Les chrétiens croient en un Dieu incarné. Mais qu’est-ce que cela signifie? Quelle est l’importance de cette doctrine? Comment en est-on arrivé à sa formulation? Et, surtout, qu’est-ce que cela change, pour nous, de croire en un Dieu incarné?
Qu’entend-on par le terme «incarné»?
L’incarnation est le processus par lequel un être spirituel prend une forme charnelle. A proprement parler, elle ne s’applique qu’à Jésus-Christ, le Fils de Dieu qui s’est volontairement revêtu d’un corps humain et de la nature humaine.
Il ne s’agit pas d’une divinisation – ce n’est pas un homme qui s’élève jusqu’à Dieu – ni d’une théophanie – ce n’est pas un Dieu qui emprunte temporairement une apparence humaine – mais d’un phénomène unique dans l’histoire: Jésus-Christ combine la nature paternelle, puisqu’il est Dieu, et la nature maternelle puisqu’il est humain. Les deux natures ne sont pas juxtaposées, ni diminuées, mais intimement unies dans une seule personnalité.
Les termes «incarnation» ou «incarné» n’apparaissent pas dans la Bible, mais ils reposent sur une formulation biblique puisqu’ils viennent de mots latins signifiant «dans la chair» (in et car, carnis): voir Jean 1.14 , 1 Timothée 3.16.
Quelle est l’importance de la doctrine de l’incarnation?
La doctrine de l’incarnation est une pierre de touche de la confession de foi chrétienne. L’apôtre Jean le précise dans ses épîtres: 1 Jean 4.2 , 2 Jean 7 .
Pourquoi cette importance? Elle est probablement liée à l’objectif de l’incarnation: si Jésus-Christ est venu comme homme-Dieu, c’est pour accomplir l’œuvre de notre salut. Voir Galates 4.3-6 ; Romains 8.1-4 ; Hébreux 10.1-14 .
En 1098, Anselme a résumé la question à sa manière en écrivant (Cur deus homo) que le péché était une offense d’une infinie gravité à l’honneur de Dieu. L’honneur de Dieu exigeait qu’il inflige une punition de gravité correspondante (l’enfer) ou que l’homme offre une satisfaction suffisante. Or l’homme en était incapable. Seul Dieu pouvait offrir une telle satisfaction, et c’est pourquoi il a fallu qu’il se fasse homme. Seul l’homme devait, et seul Dieu pouvait.

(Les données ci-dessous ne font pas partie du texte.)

//! # jobsys - Work-Stealing Fork/Join Job Scheduler
//!
//! A job scheduler for structured fork/join parallelism inside
//! latency-sensitive runtimes (rendering, simulation). It owns a fixed pool
//! of worker threads plus reserved slots that external threads can claim,
//! and schedules trees of small cache-line-sized [`Job`] records over
//! per-worker queues with LIFO-local / FIFO-steal discipline.
//!
//! ## Architecture
//!
//! - **Jobs**: a function pointer plus inline payload, pooled in a
//!   fixed-capacity arena and addressed by stable index. Each job tracks its
//!   subtree with a running count and its storage with a reference count.
//! - **Queues**: one bounded work-stealing deque per slot; owners pop their
//!   freshest work, idle peers steal the oldest.
//! - **Workers**: OS threads running the pop-else-steal loop, sleeping on a
//!   condition variable when the system is idle.
//! - **Adoption**: external threads register with [`JobSystem::adopt`] to
//!   submit and wait; waiting is always helpful (the waiter executes jobs
//!   until its target completes).
//!
//! ## Example
//!
//! ```no_run
//! use jobsys::{JobSystem, RunFlags};
//! use std::sync::Arc;
//! use std::sync::atomic::{AtomicUsize, Ordering};
//!
//! let js = JobSystem::new(0, 1); // auto worker count, one adoptable slot
//! let _scope = js.adopt_scoped(); // the calling thread participates
//!
//! let done = Arc::new(AtomicUsize::new(0));
//! let root = js.create(None).expect("job pool exhausted");
//! for _ in 0..8 {
//!     let done = Arc::clone(&done);
//!     if let Some(job) = js.create_with(Some(&*root), move |_, _| {
//!         done.fetch_add(1, Ordering::Relaxed);
//!     }) {
//!         js.run(job, RunFlags::empty());
//!     }
//! }
//! let root = js.run_and_retain(root, RunFlags::empty());
//! js.wait(root);
//! ```

mod arena;
pub mod job;
pub mod parallel;
pub mod platform;
mod queue;
pub mod scheduler;

pub use arena::MAX_JOB_COUNT;
pub use job::{Job, JobHandle, JOB_STORAGE_SIZE};
pub use parallel::{parallel_for, CountSplitter};
pub use platform::ThreadPriority;
pub use scheduler::{AdoptScope, JobSystem, RunFlags, MAX_THREAD_COUNT};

Comment en est-on arrivé à une formulation doctrinale?
Plusieurs textes bibliques montrent à la fois la divinité et l’humanité de Jésus-Christ. Mais il n’y a pas de formulation théorique synthétique comme nous en avons l’habitude dans notre culture gréco-romaine (plus abstraite que la culture hébraïque).
Le Nouveau Testament affirme que Jésus-Christ a été conçu par le Saint-Esprit divin mais aussi d’une femme tout ce qu’il y a de plus humaine: Matthieu 1.18-23 ; Romains 9.3-5 .

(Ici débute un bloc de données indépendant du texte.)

//! S3 destination using multipart uploads.
//!
//! Chunks are held one behind: a chunk is uploaded as a part only once the
//! next one arrives, so a single-chunk object is published with one
//! `PutObject` and larger objects through `CompleteMultipartUpload`.

use async_trait::async_trait;
use aws_config::BehaviorVersion;
use aws_sdk_s3::config::http::HttpResponse;
use aws_sdk_s3::config::Region;
use aws_sdk_s3::error::{DisplayErrorContext, SdkError};
use aws_sdk_s3::primitives::ByteStream;
use aws_sdk_s3::types::{CompletedMultipartUpload, CompletedPart};
use aws_sdk_s3::Client as S3Client;
use bytes::Bytes;

use super::{DestinationError, ObjectStore, ObjectWriter};

#[derive(Debug, Clone)]
pub struct S3Settings {
    pub bucket: String,
    /// Falls back to the AWS default region chain when unset.
    pub region: Option<String>,
}

/// [`ObjectStore`] backed by the AWS SDK; credentials come from the default
/// provider chain (environment, profile, instance metadata).
#[derive(Debug, Clone)]
pub struct S3ObjectStore {
    client: S3Client,
    bucket: String,
}

impl S3ObjectStore {
    pub async fn connect(settings: S3Settings) -> Self {
        let mut loader = aws_config::defaults(BehaviorVersion::latest());
        if let Some(region) = settings.region {
            loader = loader.region(Region::new(region));
        }
        let sdk_config = loader.load().await;
        Self {
            client: S3Client::new(&sdk_config),
            bucket: settings.bucket,
        }
    }
}

#[async_trait]
impl ObjectStore for S3ObjectStore {
    fn bucket(&self) -> &str {
        &self.bucket
    }

    async fn create_writer(&self, key: &str) -> Result<Box<dyn ObjectWriter>, DestinationError> {
        Ok(Box::new(S3ObjectWriter {
            client: self.client.clone(),
            bucket: self.bucket.clone(),
            key: key.to_string(),
            upload_id: None,
            parts: Vec::new(),
            held: None,
            bytes_written: 0,
            closed: false,
        }))
    }
}

fn sdk_error<E>(
    operation: &'static str,
    key: &str,
    err: SdkError<E, HttpResponse>,
) -> DestinationError
where
    E: std::error::Error + Send + Sync + 'static,
{
    let status = err.raw_response().map(|r| r.status().as_u16());
    let retryable = match status {
        Some(status) => status == 429 || status >= 500,
        None => true,
    };
    DestinationError::Sdk {
        operation,
        key: key.to_string(),
        message: DisplayErrorContext(&err).to_string(),
        retryable,
    }
}

pub struct S3ObjectWriter {
    client: S3Client,
    bucket: String,
    key: String,
    upload_id: Option<String>,
    parts: Vec<CompletedPart>,
    held: Option<Bytes>,
    bytes_written: u64,
    closed: bool,
}

impl S3ObjectWriter {
    async fn ensure_upload(&mut self) -> Result<String, DestinationError> {
        if let Some(id) = &self.upload_id {
            return Ok(id.clone());
        }
        let output = self
            .client
            .create_multipart_upload()
            .bucket(&self.bucket)
            .key(&self.key)
            .send()
            .await
            .map_err(|e| sdk_error("CreateMultipartUpload", &self.key, e))?;
        let id = output
            .upload_id()
            .ok_or_else(|| DestinationError::Protocol {
                operation: "CreateMultipartUpload",
                key: self.key.clone(),
                message: "missing upload id".to_string(),
            })?
            .to_string();
        self.upload_id = Some(id.clone());
        Ok(id)
    }

    async fn upload_part(&mut self, body: Bytes) -> Result<(), DestinationError> {
        let upload_id = self.ensure_upload().await?;
        let part_number = self.parts.len() as i32 + 1;
        let output = self
            .client
            .upload_part()
            .bucket(&self.bucket)
            .key(&self.key)
            .upload_id(upload_id)
            .part_number(part_number)
            .body(ByteStream::from(body))
            .send()
            .await
            .map_err(|e| sdk_error("UploadPart", &self.key, e))?;
        let e_tag = output.e_tag().ok_or_else(|| DestinationError::Protocol {
            operation: "UploadPart",
            key: self.key.clone(),
            message: format!("missing ETag for part {}", part_number),
        })?;
        self.parts.push(
            CompletedPart::builder()
                .e_tag(e_tag)
                .part_number(part_number)
                .build(),
        );
        Ok(())
    }

    async fn complete(&mut self, upload_id: &str) -> Result<(), DestinationError> {
        let upload = CompletedMultipartUpload::builder()
            .set_parts(Some(std::mem::take(&mut self.parts)))
            .build();
        self.client
            .complete_multipart_upload()
            .bucket(&self.bucket)
            .key(&self.key)
            .upload_id(upload_id)
            .multipart_upload(upload)
            .send()
            .await
            .map_err(|e| sdk_error("CompleteMultipartUpload", &self.key, e))?;
        Ok(())
    }

    async fn abort_upload(&mut self) -> Result<(), DestinationError> {
        self.held = None;
        self.closed = true;
        let Some(upload_id) = self.upload_id.take() else {
            return Ok(());
        };
        self.client
            .abort_multipart_upload()
            .bucket(&self.bucket)
            .key(&self.key)
            .upload_id(upload_id)
            .send()
            .await
            .map_err(|e| sdk_error("AbortMultipartUpload", &self.key, e))?;
        tracing::debug!(key = %self.key, "Aborted multipart upload");
        Ok(())
    }
}

#[async_trait]
impl ObjectWriter for S3ObjectWriter {
    async fn write_chunk(&mut self, chunk: Bytes) -> Result<(), DestinationError> {
        self.bytes_written += chunk.len() as u64;
        if let Some(previous) = self.held.replace(chunk) {
            self.upload_part(previous).await?;
        }
        Ok(())
    }

    async fn finish(mut self: Box<Self>) -> Result<u64, DestinationError> {
        let last = self.held.take().unwrap_or_default();

        if self.upload_id.is_none() {
            self.client
                .put_object()
                .bucket(&self.bucket)
                .key(&self.key)
                .body(ByteStream::from(last))
                .send()
                .await
                .map_err(|e| sdk_error("PutObject", &self.key, e))?;
            self.closed = true;
            return Ok(self.bytes_written);
        }

        let result = async {
            if !last.is_empty() {
                self.upload_part(last).await?;
            }
            let upload_id = self.upload_id.clone().unwrap_or_default();
            self.complete(&upload_id).await
        }
        .await;

        match result {
            Ok(()) => {
                self.upload_id = None;
                self.closed = true;
                Ok(self.bytes_written)
            }
            Err(e) => {
                if let Err(abort_err) = self.abort_upload().await {
                    tracing::warn!(key = %self.key, "Failed to abort multipart upload: {}", abort_err);
                }
                Err(e)
            }
        }
    }

    async fn abort(mut self: Box<Self>) -> Result<(), DestinationError> {
        self.abort_upload().await
    }
}

impl Drop for S3ObjectWriter {
    /// A writer dropped mid-transfer (timeout, cancelled future) still owns an
    /// open multipart upload; abort it in the background.
    fn drop(&mut self) {
        if self.closed {
            return;
        }
        let Some(upload_id) = self.upload_id.take() else {
            return;
        };
        let Ok(handle) = tokio::runtime::Handle::try_current() else {
            tracing::warn!(key = %self.key, upload_id, "Multipart upload left open");
            return;
        };
        let client = self.client.clone();
        let bucket = std::mem::take(&mut self.bucket);
        let key = std::mem::take(&mut self.key);
        handle.spawn(async move {
            if let Err(e) = client
                .abort_multipart_upload()
                .bucket(&bucket)
                .key(&key)
                .upload_id(&upload_id)
                .send()
                .await
            {
                tracing::warn!(key = %key, "Failed to abort abandoned multipart upload: {}", DisplayErrorContext(&e));
            }
        });
    }
}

Le Nouveau Testament affirme aussi que Jésus a connu le développement physique, intellectuel et spirituel d’un être humain, depuis la conception et la naissance en passant par la croissance jusqu’à l’âge adulte. Jésus a dû apprendre pour savoir, sans que cela implique des erreurs ou des imperfections. Mais il était conscient dès sa jeunesse de sa divinité: Luc 2.47-52 .
Pour venir sur la terre, il a renoncé à la gloire céleste qu’il avait avant la fondation du monde, monde dont il est le créateur: Jean 17.5 ; Colossiens 1.15-17 .
Il a connu les limitations humaines, notamment la faim, la soif, la fatigue: Matthieu 4.2 ; Jean 19.28 ; Jean 4.6 .
Il a connu des émotions: Jean 12.27 ; Luc 19.41 ; Matthieu 26.37 .
Dans la réalité de son humanité, il pouvait ne pas faire usage de sa toute-science: Marc 13.32 .
Jésus a connu la mort. Ressuscité, il ne perd pas sa nature humaine. Il garde son corps de chair et d’os: Luc 24.39 .
C’est en tant que Fils de l’homme qu’il reviendra sur les nuées du ciel et qu’il procédera au jugement dernier. Son humanité participe donc désormais à la gloire de sa divinité. C’est en tant qu’homme sacrifié qu’il est adoré au ciel: Matthieu 24.30 ; 25.31 ; Actes 17.30-31 ; Apocalypse 5.6-8 .
La formulation plus théorique intervient au cours des 4e et 5e siècles de l’histoire de l’Eglise, lors de conciles «œcuméniques» convoqués par les empereurs romains pour la paix de l’Empire agité par des disputes doctrinales.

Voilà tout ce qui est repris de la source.